The Cuban American right is trying to delay inevitable demographic changes in their districts. Rubio and Diaz-Balart realize that many of the people currently coming from Cuba will not vote for them after naturalization. That is why they are playing Cuban parochial politics with U.S. national interest. The changes sped up after Raul Castro's government ended the exit visa requirement and allowed more Cubans to travel abroad, particularly to the United States. This is good for Cuba and U.S. interests in the island because it opens the Cuban population to more influence and contacts with American society and democratic values. But Diaz-Balart and Rubio don't like it because it undermines the logic of the embargo and their desire to undermine the Cuban government through isolation. They want to end the Cuban Adjustment Act in practice, and blame it on Obama's liberation of family travel.

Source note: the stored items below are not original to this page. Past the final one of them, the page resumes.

//! Variante para hojas de cálculo: elimina el elemento `sheetProtection`.

use std::fs;
use std::io::Cursor;
use std::path::{Path, PathBuf};

use xmltree::{Element, EmitterConfig, XMLNode};

use super::archive::{derive_output_path, repack_package, unpack_package};
use super::error::ProcessError;
use super::report::{PartReport, PartStatus, ProcessReport};
use super::workdir::WorkDir;

const WORKSHEETS_DIR: &str = "xl/worksheets";
const PROTECTION_ELEMENT: &str = "sheetProtection";

/// Elimina la protección de todas las hojas de un libro `.xlsx` y escribe la
/// copia desbloqueada junto al original.
pub(crate) fn remove_sheet_protection(path: &Path) -> Result<ProcessReport, ProcessError> {
    let workdir = WorkDir::create(path)?;
    unpack_package(path, workdir.path())?;

    let worksheets = workdir.path().join(WORKSHEETS_DIR);
    if !worksheets.is_dir() {
        return Ok(ProcessReport::StructureMissing {
            missing: WORKSHEETS_DIR.to_string(),
        });
    }

    let sheet_parts = collect_sheet_parts(&worksheets)?;
    if sheet_parts.is_empty() {
        return Ok(ProcessReport::NoWorksheetParts);
    }

    let mut parts = Vec::new();
    for sheet in sheet_parts {
        let name = sheet.file_name().unwrap_or_default().to_string_lossy();
        let part = format!("{}/{}", WORKSHEETS_DIR, name);
        let status = strip_sheet_part(&sheet, &part)?;
        parts.push(PartReport { part, status });
    }

    let output = derive_output_path(path);
    repack_package(workdir.path(), &output)?;

    Ok(ProcessReport::Completed { parts, output })
}

/// Enumera las partes `sheet*.xml` de la carpeta de hojas, en orden estable.
fn collect_sheet_parts(worksheets: &Path) -> Result<Vec<PathBuf>, ProcessError> {
    let mut parts = Vec::new();
    for entry in fs::read_dir(worksheets)? {
        let entry = entry?;
        let path = entry.path();
        let Some(name) = path.file_name().and_then(|n| n.to_str()) else {
            continue;
        };
        if path.is_file() && name.starts_with("sheet") && name.ends_with(".xml") {
            parts.push(path);
        }
    }
    parts.sort();
    Ok(parts)
}

/// Analiza una hoja y poda `sheetProtection` bajo el espacio de nombres
/// declarado por el propio documento.
///
/// La hoja solo se reescribe cuando hubo eliminación; las partes sin
/// protección conservan sus bytes originales.
fn strip_sheet_part(sheet: &Path, part: &str) -> Result<PartStatus, ProcessError> {
    let contents = fs::read(sheet)?;
    let mut root =
        Element::parse(Cursor::new(&contents[..])).map_err(|e| ProcessError::MalformedXml {
            part: part.to_string(),
            detail: e.to_string(),
        })?;

    // El espacio de nombres por defecto varía entre revisiones del formato,
    // así que se toma del elemento raíz en lugar de fijarlo.
    let default_ns = root.namespace.clone();
    let removed = remove_protection_elements(&mut root, default_ns.as_deref());
    if removed == 0 {
        return Ok(PartStatus::NoProtectionFound);
    }

    let mut output = Vec::new();
    let mut config = EmitterConfig::new();
    config.perform_indent = false;
    config.write_document_declaration = true;
    root.write_with_config(&mut output, config)
        .map_err(|e| ProcessError::PartWrite {
            part: part.to_string(),
            detail: e.to_string(),
        })?;
    fs::write(sheet, output)?;

    Ok(PartStatus::ProtectionRemoved)
}

/// Elimina recursivamente los elementos de protección con todo su subárbol;
/// devuelve cuántos se podaron.
fn remove_protection_elements(element: &mut Element, default_ns: Option<&str>) -> usize {
    let mut removed = 0;
    element.children.retain(|node| match node {
        XMLNode::Element(child) if is_protection_element(child, default_ns) => {
            removed += 1;
            false
        }
        _ => true,
    });

    for node in element.children.iter_mut() {
        if let XMLNode::Element(child) = node {
            removed += remove_protection_elements(child, default_ns);
        }
    }

    removed
}

fn is_protection_element(element: &Element, default_ns: Option<&str>) -> bool {
    element.name == PROTECTION_ELEMENT && element.namespace.as_deref() == default_ns
}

The Cuban Adjustment Act is about adjusting the status of Cuban immigrants living in the United States, a great nation committed to family values. The presence of a large Cuban community in the United States is the result in part of American policy towards Fidel Castro's government. Many Cubans came to the United States because they were welcome here. Now this situation created consequences about family and societal links that any responsible policy should not affect abruptly. Cuban Americans do not have any responsibility whatsoever to forget about their relatives on the island, to not visit them, or to not do all we can for them. It is just and humane for Cubans to receive the benefits of the Cuban Adjustment Act while being free to travel to support our families. As former Attorney General Robert Kennedy wrote to Secretary of State Dean Rusk, just two months after his brother was assassinated, the travel ban is "inconsistent with traditional American liberties."

Democrats in South Florida such as Representative Joe Garcia and Kathy Castor should not let the enemies of the Cuban Adjustment Act scare their constituents with lies. They should ask the White House to make a clear declaration of support for the 1966 Cuban Adjustment Act and the intention of the president to veto any bill that includes a revocation or amendment of the statute. It is a matter of demography and good politics; the composition of the Cuban American community is changing. The new waves of immigrants from Cuba like to travel to the island and support their relatives there. This higher contact between the two societies helps to erode the Cold War confrontational images guiding the current embargo policy and reinforce the advantages of a different policy of engagement. The pro-embargo legislators have the watches but the new Cuban-Americans, with permanent links with the island, have the time.

There will be a time to deal with the Cuban Adjustment Act and normalize American immigration standards towards Cuba. This time is not now. The statute should remain as it is, expanding travel between Havana and Miami, helping the process of marketization and openness that is taking place in the island. It simply serves the best interests of the peoples of Cuba and the United States.